What needs to be done –
The records below are made of lines; count those holding the word "paint" and give the number only.

Information supplied –
________________________________________

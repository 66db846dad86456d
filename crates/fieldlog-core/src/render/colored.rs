//! Colored console renderer for developer machines.
//!
//! Prints values in input order like [`super::Plain`], scattered with ANSI
//! color codes keyed off reserved field names:
//!
//! - `log.level`: upper-cased, colored by level
//!   (trace=cyan, debug=magenta, info=blue, warn=yellow, anything else=red)
//! - `@timestamp`: cyan
//! - `error.stack_trace`: red, continuation lines indented to the width of a
//!   timestamp
//! - `message`: the color of the last level seen earlier in the same line
//!
//! Every colored segment is closed with a reset code.

use super::Render;
use crate::ecs;
use crate::field::Field;

pub(crate) const RESET: &str = "\x1b[0m";
pub(crate) const RED: &str = "\x1b[31m";
pub(crate) const YELLOW: &str = "\x1b[33m";
pub(crate) const BLUE: &str = "\x1b[34m";
pub(crate) const MAGENTA: &str = "\x1b[35m";
pub(crate) const CYAN: &str = "\x1b[36m";

/// Width of an RFC3339 timestamp with offset, e.g. `2020-11-20T10:54:11+01:00`.
pub const STACK_TRACE_INDENT: usize = 25;

#[derive(Debug, Clone, Copy, Default)]
pub struct Colored;

impl Render for Colored {
    fn render(&self, fields: &[Field]) -> String {
        let mut out = String::new();
        let mut message_color: Option<&'static str> = None;

        for (i, field) in fields.iter().enumerate() {
            if i > 0 {
                out.push(' ');
            }

            let value = field.value();
            match (field.key(), value.as_str()) {
                (ecs::LOG_LEVEL, Some(level)) => {
                    let color = level_color(level);
                    message_color = Some(color);
                    paint(&mut out, color, &level.to_uppercase());
                }
                (ecs::TIMESTAMP, _) => paint(&mut out, CYAN, &value.to_string()),
                (ecs::ERROR_STACK_TRACE, Some(trace)) => {
                    let continuation = format!("\n{}{}", " ".repeat(STACK_TRACE_INDENT), RED);
                    paint(&mut out, RED, &trace.replace('\n', &continuation));
                }
                (ecs::ERROR_STACK_TRACE, None) => paint(&mut out, RED, &value.to_string()),
                (ecs::MESSAGE, _) => match message_color {
                    Some(color) => paint(&mut out, color, &value.to_string()),
                    None => out.push_str(&value.to_string()),
                },
                _ => out.push_str(&value.to_string()),
            }
        }

        out
    }
}

fn level_color(level: &str) -> &'static str {
    match level {
        "trace" => CYAN,
        "debug" => MAGENTA,
        "info" => BLUE,
        "warn" => YELLOW,
        _ => RED,
    }
}

fn paint(out: &mut String, color: &str, text: &str) {
    out.push_str(color);
    out.push_str(text);
    out.push_str(RESET);
}

#[cfg(test)]
mod tests {
    use super::*;
    use crate::field::FieldValue;

    #[test]
    fn test_level_is_uppercased_and_colored() {
        let out = Colored.render(&[ecs::warn(), ecs::message("disk almost full")]);
        assert_eq!(
            out,
            format!("{YELLOW}WARN{RESET} {YELLOW}disk almost full{RESET}")
        );
    }

    #[test]
    fn test_level_colors() {
        let cases = [
            (ecs::trace(), CYAN),
            (ecs::debug(), MAGENTA),
            (ecs::info(), BLUE),
            (ecs::warn(), YELLOW),
            (ecs::error(), RED),
            (ecs::fatal(), RED),
            (ecs::panic(), RED),
        ];
        for (field, color) in cases {
            let out = Colored.render(&[field]);
            assert!(out.starts_with(color), "{:?}", out);
            assert!(out.ends_with(RESET));
        }
    }

    #[test]
    fn test_message_without_level_is_uncolored() {
        let out = Colored.render(&[ecs::message("hello"), ecs::info()]);
        assert_eq!(out, format!("hello {BLUE}INFO{RESET}"));
    }

    #[test]
    fn test_timestamp_is_cyan() {
        let out = Colored.render(&[Field::new(ecs::TIMESTAMP, "2020-11-20T10:54:11Z")]);
        assert_eq!(out, format!("{CYAN}2020-11-20T10:54:11Z{RESET}"));
    }

    #[test]
    fn test_stack_trace_continuation_lines_are_indented() {
        let out = Colored.render(&[Field::new(ecs::ERROR_STACK_TRACE, "a\nb")]);
        let indent = " ".repeat(STACK_TRACE_INDENT);
        assert_eq!(out, format!("{RED}a\n{indent}{RED}b{RESET}"));
    }

    #[test]
    fn test_other_fields_print_plain_values() {
        let out = Colored.render(&[
            ecs::logger("app.db"),
            Field::new("custom", FieldValue::Seq(vec![FieldValue::Int(1), FieldValue::Int(2)])),
        ]);
        assert_eq!(out, "app.db [1 2]");
    }
}
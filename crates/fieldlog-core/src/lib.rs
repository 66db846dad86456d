//! fieldlog Core Library
//!
//! A structured logging facade: application code emits leveled,
//! field-tagged events without binding to a concrete backend.
//!
//! ## Overview
//!
//! ```text
//! caller ─▶ Logger::log(inputs) ─▶ decorators prepend fields ─▶ classify ─▶ render ─▶ stdout
//!                                  (name, @timestamp, fixed)     (Loggable   (plain, colored,
//!                                                                 → Field)    structured JSON)
//! ```
//!
//! - [`Field`]: immutable key/value datum with ECS-style keys (`log.level`, `error.message`)
//! - [`classify`]: turns loosely typed inputs into fields
//! - [`ecs`]: constructors for the reserved keys
//! - [`render`]: plain, colored and structured renderers
//! - [`Logger`]: emit capability plus `with_name` / `with_time` / `with_fields`
//! - [`registry`]: process-wide factory and default renderer
//! - [`context`]: request-scoped logger lookup
//!
//! ## Quick Start
//!
//! ```
//! use fieldlog_core::{ecs, emit, registry};
//!
//! let logger = registry::new_logger("app", vec![ecs::labels([("env", "dev")])]);
//! let db = registry::child_logger(Some(logger), "db", Vec::new());
//!
//! let err = std::io::Error::new(std::io::ErrorKind::TimedOut, "timed out");
//! emit!(db, "warn", "query failed", fieldlog_core::Loggable::error(&err));
//! ```
//!
//! In development (IDE or non-production `APP_ENV`/`NODE_ENV`) lines are
//! colored; otherwise every line is a JSON object.

pub mod classify;
pub mod config;
pub mod context;
pub mod ecs;
pub mod env;
pub mod error;
pub mod field;
pub mod layer;
pub mod logger;
pub mod registry;
pub mod render;
pub mod sink;

// Re-exports
pub use classify::{classify, Loggable, LEVEL_TOKENS};
pub use config::LogConfig;
pub use context::Context;
pub use ecs::Level;
pub use error::{LogError, LogResult};
pub use field::{Field, FieldValue};
pub use layer::FieldLayer;
pub use logger::{
    logger_fn, with_fields, with_name, with_time, ConsoleLogger, Logger, Prefix, SharedLogger,
};
pub use render::{Colored, Format, Plain, Render, SharedRender, Structured};
pub use sink::{MemorySink, Sink, StdoutSink, WriterSink};
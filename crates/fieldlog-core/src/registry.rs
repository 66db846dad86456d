//! Process-wide logger factory and default renderer.
//!
//! Both slots are initialized lazily on first use: the renderer from
//! [`env::default_format`], the factory with [`default_factory`]. Setters
//! can replace either at any time; the last value set wins.
//!
//! Loggers created with [`ConsoleLogger::new`] (including everything the
//! default factory builds) look the renderer up on every emit, so replacing
//! it affects them immediately. Loggers built with a fixed renderer are not
//! affected.

use std::sync::{Arc, OnceLock};

use parking_lot::RwLock;

use crate::env;
use crate::field::Field;
use crate::logger::{with_fields, with_name, ConsoleLogger, SharedLogger};
use crate::render::{Format, SharedRender};

/// Builds a logger from an optional parent, a name and fixed fields.
pub type Factory = Arc<dyn Fn(Option<SharedLogger>, &str, Vec<Field>) -> SharedLogger + Send + Sync>;

struct Slots {
    renderer: SharedRender,
    factory: Factory,
}

static SLOTS: OnceLock<RwLock<Slots>> = OnceLock::new();

fn slots() -> &'static RwLock<Slots> {
    SLOTS.get_or_init(|| {
        RwLock::new(Slots {
            renderer: env::default_format().renderer(),
            factory: Arc::new(default_factory),
        })
    })
}

/// The factory installed at start-up.
///
/// Wraps `parent` (or a fresh [`ConsoleLogger`] following the default
/// renderer) with `fields`, then names it. A named parent yields a
/// dot-joined name like `parent.child`.
pub fn default_factory(parent: Option<SharedLogger>, name: &str, fields: Vec<Field>) -> SharedLogger {
    let base = parent.unwrap_or_else(|| Arc::new(ConsoleLogger::new()));
    with_name(with_fields(base, fields), name)
}

/// Current default renderer.
pub fn default_renderer() -> SharedRender {
    slots().read().renderer.clone()
}

pub fn set_default_renderer(renderer: SharedRender) {
    slots().write().renderer = renderer;
}

pub fn set_default_format(format: Format) {
    set_default_renderer(format.renderer());
}

/// Re-evaluate the environment and install the renderer it selects.
pub fn reset_default_renderer() -> Format {
    let format = env::default_format();
    set_default_format(format);
    format
}

pub fn set_factory<F>(factory: F)
where
    F: Fn(Option<SharedLogger>, &str, Vec<Field>) -> SharedLogger + Send + Sync + 'static,
{
    slots().write().factory = Arc::new(factory);
}

/// Put [`default_factory`] back.
pub fn reset_factory() {
    set_factory(default_factory);
}

/// Create a root logger through the current factory.
pub fn new_logger(name: &str, fields: Vec<Field>) -> SharedLogger {
    child_logger(None, name, fields)
}

/// Create a logger derived from `parent` through the current factory. The
/// factory decides what the child inherits.
pub fn child_logger(parent: Option<SharedLogger>, name: &str, fields: Vec<Field>) -> SharedLogger {
    // clone out of the lock so the factory may use the registry itself
    let factory = slots().read().factory.clone();
    factory(parent, name, fields)
}

/// An unnamed logger from the current factory.
pub fn default_logger() -> SharedLogger {
    new_logger("", Vec::new())
}
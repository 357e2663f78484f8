//! Configuration types for the simulation.

use crate::error::{Error, Result};
use serde::{Deserialize, Serialize};
use std::path::Path;

/// Largest field accepted by [`SimulationConfig::validate`]
pub const MAX_FIELD_CELLS: i64 = 16_777_216;

/// Field dimensions
#[derive(Debug, Clone, Serialize, Deserialize)]
pub struct FieldConfig {
    /// Number of rows
    pub depth: i32,
    /// Number of columns
    pub width: i32,
}

impl Default for FieldConfig {
    fn default() -> Self {
        Self {
            depth: 80,
            width: 120,
        }
    }
}

/// Simulation run configuration
#[derive(Debug, Clone, Serialize, Deserialize)]
#[serde(default)]
pub struct SimulationConfig {
    /// Number of ticks for a long run
    pub num_steps: u64,
    /// Random seed for reproducibility
    pub seed: u64,
    /// Field configuration
    pub field: FieldConfig,
    /// Chance that a cell starts with a fox
    pub fox_creation_probability: f64,
    /// Chance that a cell starts with a deer (checked after the fox roll)
    pub deer_creation_probability: f64,
    /// Ticks between census log lines
    pub log_interval: u64,
}

impl Default for SimulationConfig {
    fn default() -> Self {
        Self {
            num_steps: 4000,
            seed: 1111,
            field: FieldConfig::default(),
            fox_creation_probability: 0.02,
            deer_creation_probability: 0.08,
            log_interval: 100,
        }
    }
}

impl SimulationConfig {
    pub fn validate(&self) -> Result<()> {
        if self.field.depth <= 0 || self.field.width <= 0 {
            return Err(Error::InvalidConfig(format!(
                "field dimensions must be positive, got {}x{}",
                self.field.depth, self.field.width
            )));
        }

        let cells = self.field.depth.checked_mul(self.field.width);
        if cells.map_or(true, |c| i64::from(c) > MAX_FIELD_CELLS) {
            return Err(Error::InvalidConfig(format!(
                "field of {}x{} exceeds the maximum of {} cells",
                self.field.depth, self.field.width, MAX_FIELD_CELLS
            )));
        }

        for (name, p) in [
            ("fox_creation_probability", self.fox_creation_probability),
            ("deer_creation_probability", self.deer_creation_probability),
        ] {
            if !(0.0..=1.0).contains(&p) {
                return Err(Error::InvalidConfig(format!(
                    "{} must be within [0, 1], got {}",
                    name, p
                )));
            }
        }

        if self.log_interval == 0 {
            return Err(Error::InvalidConfig("log_interval must be non-zero".to_string()));
        }

        Ok(())
    }

    pub fn from_json_str(json: &str) -> Result<Self> {
        let config: SimulationConfig = serde_json::from_str(json)?;
        config.validate()?;
        Ok(config)
    }

    pub fn from_file(path: impl AsRef<Path>) -> Result<Self> {
        let contents = std::fs::read_to_string(path)?;
        Self::from_json_str(&contents)
    }
}

#[cfg(test)]
mod tests {
    use super::*;

    #[test]
    fn test_default_configs() {
        let config = SimulationConfig::default();
        assert_eq!(config.field.depth, 80);
        assert_eq!(config.field.width, 120);
        assert_eq!(config.num_steps, 4000);
        assert!(config.validate().is_ok());
    }

    #[test]
    fn test_partial_json_uses_defaults() {
        let config =
            SimulationConfig::from_json_str(r#"{"seed": 7, "field": {"depth": 10, "width": 12}}"#)
                .unwrap();
        assert_eq!(config.seed, 7);
        assert_eq!(config.field.width, 12);
        assert_eq!(config.fox_creation_probability, 0.02);
    }

    #[test]
    fn test_invalid_dimensions_rejected() {
        let result = SimulationConfig::from_json_str(r#"{"field": {"depth": 0, "width": 5}}"#);
        assert!(matches!(result, Err(Error::InvalidConfig(_))));
    }

    #[test]
    fn test_oversized_field_rejected() {
        let config = SimulationConfig {
            field: FieldConfig {
                depth: 70_000,
                width: 70_000,
            },
            ..Default::default()
        };
        assert!(matches!(config.validate(), Err(Error::InvalidConfig(_))));

        let config = SimulationConfig {
            field: FieldConfig {
                depth: 4097,
                width: 4096,
            },
            ..Default::default()
        };
        assert!(matches!(config.validate(), Err(Error::InvalidConfig(_))));
    }

    #[test]
    fn test_largest_field_accepted() {
        let config = SimulationConfig {
            field: FieldConfig {
                depth: 4096,
                width: 4096,
            },
            ..Default::default()
        };
        assert!(config.validate().is_ok());
    }

    #[test]
    fn test_invalid_probability_rejected() {
        let config = SimulationConfig {
            deer_creation_probability: 1.5,
            ..Default::default()
        };
        assert!(matches!(config.validate(), Err(Error::InvalidConfig(_))));
    }

    #[test]
    fn test_malformed_json() {
        let result = SimulationConfig::from_json_str("{not json");
        assert!(matches!(result, Err(Error::Serialization(_))));
    }
}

________________________________________

Task output –
6